**What this task involves:**
Search the entries for the word "common" and pull out each line that has it.

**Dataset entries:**
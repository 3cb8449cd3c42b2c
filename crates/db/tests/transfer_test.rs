//! Integration tests for coin transfers.
//!
//! Covers the fail-fast validation order, atomicity of rejected transfers,
//! conservation of total supply, and the transaction log.

mod common;

use merchcoin_core::ledger::{LedgerError, TransferRequest};
use merchcoin_db::{EmployeeRepository, TransactionLog};

use common::{balance, ledger, seed_employee, setup_sqlite};

#[tokio::test]
async fn test_transfer_moves_coins_and_records_it() {
    let db = setup_sqlite().await;
    seed_employee(&db, "alice", 1000).await;
    seed_employee(&db, "bob", 0).await;

    let record = ledger(&db)
        .transfer(TransferRequest::new("alice", "bob", 50))
        .await
        .unwrap();

    assert_eq!(record.from, "alice");
    assert_eq!(record.to, "bob");
    assert_eq!(record.amount, 50);
    assert_eq!(balance(&db, "alice").await, 950);
    assert_eq!(balance(&db, "bob").await, 50);

    let alice = TransactionLog::history_for(&db, "alice").await.unwrap();
    assert_eq!(alice.sent.len(), 1);
    assert!(alice.received.is_empty());

    let bob = TransactionLog::history_for(&db, "bob").await.unwrap();
    assert_eq!(bob.received, alice.sent);
    assert!(bob.sent.is_empty());
}

#[tokio::test]
async fn test_exact_balance_drains_to_zero() {
    let db = setup_sqlite().await;
    seed_employee(&db, "alice", 1000).await;
    seed_employee(&db, "bob", 0).await;

    ledger(&db)
        .transfer(TransferRequest::new("alice", "bob", 1000))
        .await
        .unwrap();

    assert_eq!(balance(&db, "alice").await, 0);
    assert_eq!(balance(&db, "bob").await, 1000);
}

#[tokio::test]
async fn test_insufficient_funds_changes_nothing() {
    let db = setup_sqlite().await;
    seed_employee(&db, "alice", 30).await;
    seed_employee(&db, "bob", 0).await;

    let err = ledger(&db)
        .transfer(TransferRequest::new("alice", "bob", 50))
        .await
        .unwrap_err();

    assert_eq!(
        err,
        LedgerError::InsufficientFunds {
            username: "alice".to_string(),
            balance: 30,
            requested: 50,
        }
    );
    assert_eq!(balance(&db, "alice").await, 30);
    assert_eq!(balance(&db, "bob").await, 0);

    let history = TransactionLog::history_for(&db, "alice").await.unwrap();
    assert!(history.sent.is_empty());
}

#[tokio::test]
async fn test_unknown_recipient_is_rejected() {
    let db = setup_sqlite().await;
    seed_employee(&db, "alice", 1000).await;

    let err = ledger(&db)
        .transfer(TransferRequest::new("alice", "ghost", 10))
        .await
        .unwrap_err();

    assert_eq!(err, LedgerError::UnknownRecipient("ghost".to_string()));
    assert_eq!(balance(&db, "alice").await, 1000);
}

#[tokio::test]
async fn test_unknown_recipient_reported_before_insufficient_funds() {
    let db = setup_sqlite().await;
    seed_employee(&db, "alice", 10).await;

    let err = ledger(&db)
        .transfer(TransferRequest::new("alice", "ghost", 5000))
        .await
        .unwrap_err();

    assert_eq!(err, LedgerError::UnknownRecipient("ghost".to_string()));
}

#[tokio::test]
async fn test_self_transfer_is_rejected() {
    let db = setup_sqlite().await;
    seed_employee(&db, "alice", 1000).await;

    let err = ledger(&db)
        .transfer(TransferRequest::new("alice", "alice", 10))
        .await
        .unwrap_err();

    assert_eq!(err, LedgerError::SelfTransfer);
    assert_eq!(balance(&db, "alice").await, 1000);
}

#[tokio::test]
async fn test_non_positive_amounts_are_rejected() {
    let db = setup_sqlite().await;
    seed_employee(&db, "alice", 1000).await;
    seed_employee(&db, "bob", 0).await;
    let ledger = ledger(&db);

    for amount in [0, -1, -500, i64::MIN] {
        let err = ledger
            .transfer(TransferRequest::new("alice", "bob", amount))
            .await
            .unwrap_err();
        assert_eq!(err, LedgerError::InvalidAmount(amount));
    }

    assert_eq!(balance(&db, "alice").await, 1000);
    assert_eq!(balance(&db, "bob").await, 0);
}

#[tokio::test]
async fn test_unregistered_sender_is_unauthorized() {
    let db = setup_sqlite().await;
    seed_employee(&db, "bob", 0).await;

    let err = ledger(&db)
        .transfer(TransferRequest::new("nobody", "bob", 10))
        .await
        .unwrap_err();

    assert_eq!(err, LedgerError::Unauthorized("nobody".to_string()));
    assert_eq!(balance(&db, "bob").await, 0);
}

#[tokio::test]
async fn test_sequence_conserves_total_supply() {
    let db = setup_sqlite().await;
    for (name, coins) in [("alice", 1000), ("bob", 500), ("carol", 0)] {
        seed_employee(&db, name, coins).await;
    }
    let employees = EmployeeRepository::new(db.clone());
    let before = employees.total_supply().await.unwrap();
    let ledger = ledger(&db);

    let transfers = [
        ("alice", "bob", 300),
        ("bob", "carol", 700),
        ("carol", "alice", 1000),
        ("carol", "alice", 650),
        ("alice", "carol", 1),
    ];
    let mut committed = 0;
    for (from, to, amount) in transfers {
        if ledger
            .transfer(TransferRequest::new(from, to, amount))
            .await
            .is_ok()
        {
            committed += 1;
        }
    }

    assert_eq!(committed, 4, "only carol's 1000 should bounce");
    assert_eq!(employees.total_supply().await.unwrap(), before);
    assert_eq!(balance(&db, "alice").await, 1349);
    assert_eq!(balance(&db, "bob").await, 100);
    assert_eq!(balance(&db, "carol").await, 51);
}

#[tokio::test]
async fn test_history_is_ordered_oldest_first() {
    let db = setup_sqlite().await;
    seed_employee(&db, "alice", 1000).await;
    seed_employee(&db, "bob", 0).await;
    let ledger = ledger(&db);

    for amount in [1, 2, 3] {
        ledger
            .transfer(TransferRequest::new("alice", "bob", amount))
            .await
            .unwrap();
    }

    let history = TransactionLog::history_for(&db, "bob").await.unwrap();
    let amounts: Vec<i64> = history.received.iter().map(|r| r.amount).collect();
    assert_eq!(amounts, vec![1, 2, 3]);
}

**Exercise solution:**
mod common;
use common::{balance, ledger, seed_employee, setup_sqlite};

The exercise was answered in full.